This corresponds to these scales of means having the interesting property that they are nondecreasing in k from the smallest possible mean ($min\left\{a_1,a_2,\dots ,a_n\right\}$) to the greatest possible mean ($max\left\{a_1,a_2,\dots ,a_n\right\}$) in the modern definitions. The Lehmer mean was introduced by D. H. Lehmer in 1971; see [27]. He discovered three fundamental connections between power means and Lehmer means that will be used later in this paper:

$$1.P_2^1(L_2^k(a,b),L_2^{2-k}(a,b))=P_2^1(a,b)\mathrm{or}A(L_2^k(a,b),L_2^{2-k}(a,b))=A(a,b).$$

$$2.P_2^0(L_2^k(a,b),L_2^{1-k}(a,b))=P_2^0(a,b)\mathrm{or}G(L_2^k(a,b),L_2^{1-k}(a,b))=G(a,b).$$

$$3.P_2^{-1}(L_2^k(a,b),L_2^{-k}(a,b))=P_2^{-1}(a,b)\mathrm{or}H(L_2^k(a,b),L_2^{-k}(a,b))=H(a,b).$$

In addition, we have that:

$$A=P_n^1(a_1,\dots ,a_n)=L_n^1(a_1,\dots ,a_n),$$

$$H=P_n^{-1}(a_1,\dots ,a_n)=L_n^0(a_1,\dots ,a_n),$$

$$G=P_2^0(a,b)=L_2^{\frac{1}{2}}(a,b),$$

and:

$$C=L_2^2(a,b)=2P_2^1-P_2^{-1}(a,b).$$

The crossed ladders diagram shows a number of properties, which assist in the construction of means. The Pythagorean and a number of other power means of two variables a and b can be constructed in this diagram; see [16] (cf. also [24,25,26]).

This paper is organized as follows: In Section 2, a number of Lehmer means of two variables are constructed using the properties of the crossed ladders diagram.
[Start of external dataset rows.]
//! Profile file format and operations.

use std::path::Path;

use dendra_core::{BuildOptions, Morphology, MorphologyResult, RecordStream};
use serde::{Deserialize, Serialize};

use crate::error::ConfigError;

/// A named, persisted set of build options.
///
/// # TOML Format
///
/// ```toml
/// name = "strict-swc"
/// description = "Reject anything a clean SWC file would not contain"
///
/// [options]
/// strict_ids = true
/// multi_root_policy = "fatal"
/// single_point_policy = "reject"
/// ignored_warnings = ["only_child"]
///
/// [options.modifiers]
/// nrn_order = true
/// ```
///
/// Every `options` key is optional and falls back to [`BuildOptions::default`].
#[derive(Debug, Clone, Serialize, Deserialize, PartialEq)]
pub struct Profile {
    /// Name of the profile.
    pub name: String,

    /// Optional description.
    #[serde(default, skip_serializing_if = "Option::is_none")]
    pub description: Option<String>,

    /// Builder configuration.
    #[serde(default)]
    pub options: BuildOptions,
}

impl Profile {
    /// Create a profile with default options.
    pub fn new(name: impl Into<String>) -> Self {
        Self {
            name: name.into(),
            description: None,
            options: BuildOptions::default(),
        }
    }

    /// Set the description.
    pub fn with_description(mut self, description: impl Into<String>) -> Self {
        self.description = Some(description.into());
        self
    }

    /// Set the build options.
    pub fn with_options(mut self, options: BuildOptions) -> Self {
        self.options = options;
        self
    }

    /// Load a profile from a TOML file.
    pub fn load(path: impl AsRef<Path>) -> Result<Self, ConfigError> {
        let path = path.as_ref();
        let content =
            std::fs::read_to_string(path).map_err(|e| ConfigError::read_file(path, e))?;
        let profile: Profile = toml::from_str(&content)?;
        tracing::debug!(path = %path.display(), name = %profile.name, "profile loaded");
        Ok(profile)
    }

    /// Load a profile from a TOML string.
    pub fn from_toml(toml_str: &str) -> Result<Self, ConfigError> {
        Ok(toml::from_str(toml_str)?)
    }

    /// Save the profile to a TOML file, creating parent directories.
    pub fn save(&self, path: impl AsRef<Path>) -> Result<(), ConfigError> {
        let path = path.as_ref();
        if let Some(parent) = path.parent()
            && !parent.as_os_str().is_empty()
            && !parent.exists()
        {
            std::fs::create_dir_all(parent).map_err(|e| ConfigError::create_dir(parent, e))?;
        }

        let content = self.to_toml()?;
        std::fs::write(path, content).map_err(|e| ConfigError::write_file(path, e))?;
        tracing::debug!(path = %path.display(), name = %self.name, "profile saved");
        Ok(())
    }

    /// Convert the profile to a TOML string.
    pub fn to_toml(&self) -> Result<String, ConfigError> {
        Ok(toml::to_string_pretty(self)?)
    }

    /// Build a morphology with this profile's options.
    pub fn build(&self, stream: &RecordStream) -> MorphologyResult<Morphology> {
        Morphology::from_records(stream, &self.options)
    }
}

impl Default for Profile {
    fn default() -> Self {
        Self::new("default")
    }
}

#[cfg(test)]
mod tests {
    use super::*;
    use dendra_core::{MultiRootPolicy, SinglePointPolicy, WarningKind};

    #[test]
    fn test_profile_new() {
        let profile = Profile::new("Test");
        assert_eq!(profile.name, "Test");
        assert!(profile.description.is_none());
        assert_eq!(profile.options, BuildOptions::default());
    }

    #[test]
    fn test_minimal_toml_uses_defaults() {
        let profile = Profile::from_toml("name = \"bare\"").unwrap();
        assert_eq!(profile.name, "bare");
        assert_eq!(profile.options, BuildOptions::default());
    }

    #[test]
    fn test_parse_full_toml() {
        let toml = r#"
name = "picky"
description = "no surprises"

[options]
strict_ids = true
multi_root_policy = "fatal"
single_point_policy = "duplicate"
max_warnings = 10
ignored_warnings = ["only_child", "zero_length_segment"]

[options.modifiers]
nrn_order = true
"#;
        let profile = Profile::from_toml(toml).unwrap();
        let options = &profile.options;
        assert_eq!(profile.description.as_deref(), Some("no surprises"));
        assert!(options.strict_ids);
        assert_eq!(options.multi_root_policy, MultiRootPolicy::Fatal);
        assert_eq!(options.single_point_policy, SinglePointPolicy::Duplicate);
        assert_eq!(options.max_warnings, Some(10));
        assert_eq!(
            options.ignored_warnings,
            vec![WarningKind::OnlyChild, WarningKind::ZeroLengthSegment]
        );
        assert!(options.modifiers.nrn_order);
        assert!(!options.modifiers.soma_sphere);
    }

    #[test]
    fn test_toml_round_trip() {
        let profile = Profile::new("rt")
            .with_description("round trip")
            .with_options(BuildOptions::strict().ignore_warning(WarningKind::OnlyChild));
        let toml = profile.to_toml().unwrap();
        assert_eq!(Profile::from_toml(&toml).unwrap(), profile);
    }

    #[test]
    fn test_unknown_policy_rejected() {
        let err = Profile::from_toml("name = \"x\"\n[options]\nmulti_root_policy = \"ignore\"")
            .unwrap_err();
        assert!(matches!(err, ConfigError::TomlParse(_)));
    }
}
Section 3 is reserved for presenting some further results and remarks that we judge are of particular interest for further research in this direction. Especially, we show that it is possible to construct Lehmer means with power $k=0,1$ and 2 for any number of variables. Moreover, it is shown that all Lehmer means of two variables for integer power k and for $k=\frac{m}{2}$, where m is an integer, can be constructed by the use of the formulas discovered by Lehmer mentioned above and by using the symmetric crossed ladders diagram. Finally, we show that the Lehmer means for $k=1/2$ and $k=-1,$ where the number of the variables are $n=2^m$ (m is a positive integer), can be geometrically constructed.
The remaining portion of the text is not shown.